use bevy::prelude::*;
use serde::{Deserialize, Serialize};
use std::path::Path;

use crate::error::{EditorError, EditorResult};

/// Largest grid edge accepted from configuration
pub const MAX_GRID_SIZE: u32 = 1024;

#[derive(Resource, Debug, Clone, PartialEq, Serialize, Deserialize)]
pub struct EditorConfig {
    #[serde(default)]
    pub grid: GridConfig,
    #[serde(default)]
    pub history: HistoryConfig,
    #[serde(default)]
    pub drawing: DrawingConfig,
}

#[derive(Debug, Clone, PartialEq, Serialize, Deserialize)]
pub struct GridConfig {
    /// Edge length of the square grid (16 for small builds, 256 for large)
    pub size: u32,
}

#[derive(Debug, Clone, PartialEq, Serialize, Deserialize)]
pub struct HistoryConfig {
    /// Oldest batches are dropped beyond this count; 0 keeps everything
    pub max_batches: usize,
}

#[derive(Debug, Clone, PartialEq, Serialize, Deserialize)]
pub struct DrawingConfig {
    /// Seed for tile-variant rolls. Unset means seeded from entropy.
    #[serde(default)]
    pub seed: Option<u64>,
    #[serde(default)]
    pub default_tile: u32,
    #[serde(default)]
    pub default_wall: u32,
}

impl Default for GridConfig {
    fn default() -> Self {
        Self { size: 16 }
    }
}

impl Default for HistoryConfig {
    fn default() -> Self {
        Self { max_batches: 100 }
    }
}

impl Default for DrawingConfig {
    fn default() -> Self {
        Self {
            seed: None,
            default_tile: 0,
            default_wall: 0,
        }
    }
}

impl Default for EditorConfig {
    fn default() -> Self {
        Self {
            grid: GridConfig::default(),
            history: HistoryConfig::default(),
            drawing: DrawingConfig::default(),
        }
    }
}

impl EditorConfig {
    /// Load configuration from a TOML file
    pub fn load(path: &Path) -> EditorResult<Self> {
        let config_str = std::fs::read_to_string(path).map_err(|e| {
            EditorError::IoError(format!("Failed to read {}: {}", path.display(), e))
        })?;
        let config = Self::from_toml_str(&config_str)?;
        info!("Editor configuration loaded from {}", path.display());
        Ok(config)
    }

    /// Load from `path`, falling back to defaults if it is missing or invalid
    pub fn load_or_default(path: &Path) -> Self {
        match Self::load(path) {
            Ok(config) => config,
            Err(e) => {
                warn!("{}; using default editor configuration", e);
                Self::default()
            }
        }
    }

    /// Parse and validate configuration from TOML text
    pub fn from_toml_str(config_str: &str) -> EditorResult<Self> {
        let config: EditorConfig = toml::from_str(config_str)
            .map_err(|e| EditorError::ConfigError(format!("Failed to parse config: {}", e)))?;
        config.validate()?;
        Ok(config)
    }

    pub fn validate(&self) -> EditorResult<()> {
        if self.grid.size == 0 {
            return Err(EditorError::ConfigError("grid.size must be at least 1".to_string()));
        }
        if self.grid.size > MAX_GRID_SIZE {
            return Err(EditorError::ConfigError(format!(
                "grid.size must not exceed {}",
                MAX_GRID_SIZE
            )));
        }
        if self.grid.size != 16 && self.grid.size != 256 {
            warn!(
                "grid.size {} is neither of the standard 16 or 256 builds",
                self.grid.size
            );
        }
        Ok(())
    }
}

§ **Exercise requirements**:
Once more, write out the entries exactly as they were written.

§ **Your solution**:
use bevy::prelude::*;
use serde::{Deserialize, Serialize};
use std::path::Path;

use crate::error::{EditorError, EditorResult};

/// Largest grid edge accepted from configuration
pub const MAX_GRID_SIZE: u32 = 1024;

#[derive(Resource, Debug, Clone, PartialEq, Serialize, Deserialize)]
pub struct EditorConfig {
    #[serde(default)]
    pub grid: GridConfig,
    #[serde(default)]
    pub history: HistoryConfig,
    #[serde(default)]
    pub drawing: DrawingConfig,
}

#[derive(Debug, Clone, PartialEq, Serialize, Deserialize)]
pub struct GridConfig {
    /// Edge length of the square grid (16 for small builds, 256 for large)
    pub size: u32,
}

#[derive(Debug, Clone, PartialEq, Serialize, Deserialize)]
pub struct HistoryConfig {
    /// Oldest batches are dropped beyond this count; 0 keeps everything
    pub max_batches: usize,
}

#[derive(Debug, Clone, PartialEq, Serialize, Deserialize)]
pub struct DrawingConfig {
    /// Seed for tile-variant rolls. Unset means seeded from entropy.
    #[serde(default)]
    pub seed: Option<u64>,
    #[serde(default)]
    pub default_tile: u32,
    #[serde(default)]
    pub default_wall: u32,
}

impl Default for GridConfig {
    fn default() -> Self {
        Self { size: 16 }
    }
}

impl Default for HistoryConfig {
    fn default() -> Self {
        Self { max_batches: 100 }
    }
}

impl Default for DrawingConfig {
    fn default() -> Self {
        Self {
            seed: None,
            default_tile: 0,
            default_wall: 0,
        }
    }
}

impl Default for EditorConfig {
    fn default() -> Self {
        Self {
            grid: GridConfig::default(),
            history: HistoryConfig::default(),
            drawing: DrawingConfig::default(),
        }
    }
}

impl EditorConfig {
    /// Load configuration from a TOML file
    pub fn load(path: &Path) -> EditorResult<Self> {
        let config_str = std::fs::read_to_string(path).map_err(|e| {
            EditorError::IoError(format!("Failed to read {}: {}", path.display(), e))
        })?;
        let config = Self::from_toml_str(&config_str)?;
        info!("Editor configuration loaded from {}", path.display());
        Ok(config)
    }

    /// Load from `path`, falling back to defaults if it is missing or invalid
    pub fn load_or_default(path: &Path) -> Self {
        match Self::load(path) {
            Ok(config) => config,
            Err(e) => {
                warn!("{}; using default editor configuration", e);
                Self::default()
            }
        }
    }

    /// Parse and validate configuration from TOML text
    pub fn from_toml_str(config_str: &str) -> EditorResult<Self> {
        let config: EditorConfig = toml::from_str(config_str)
            .map_err(|e| EditorError::ConfigError(format!("Failed to parse config: {}", e)))?;
        config.validate()?;
        Ok(config)
    }

    pub fn validate(&self) -> EditorResult<()> {
        if self.grid.size == 0 {
            return Err(EditorError::ConfigError("grid.size must be at least 1".to_string()));
        }
        if self.grid.size > MAX_GRID_SIZE {
            return Err(EditorError::ConfigError(format!(
                "grid.size must not exceed {}",
                MAX_GRID_SIZE
            )));
        }
        if self.grid.size != 16 && self.grid.size != 256 {
            warn!(
                "grid.size {} is neither of the standard 16 or 256 builds",
                self.grid.size
            );
        }
        Ok(())
    }
}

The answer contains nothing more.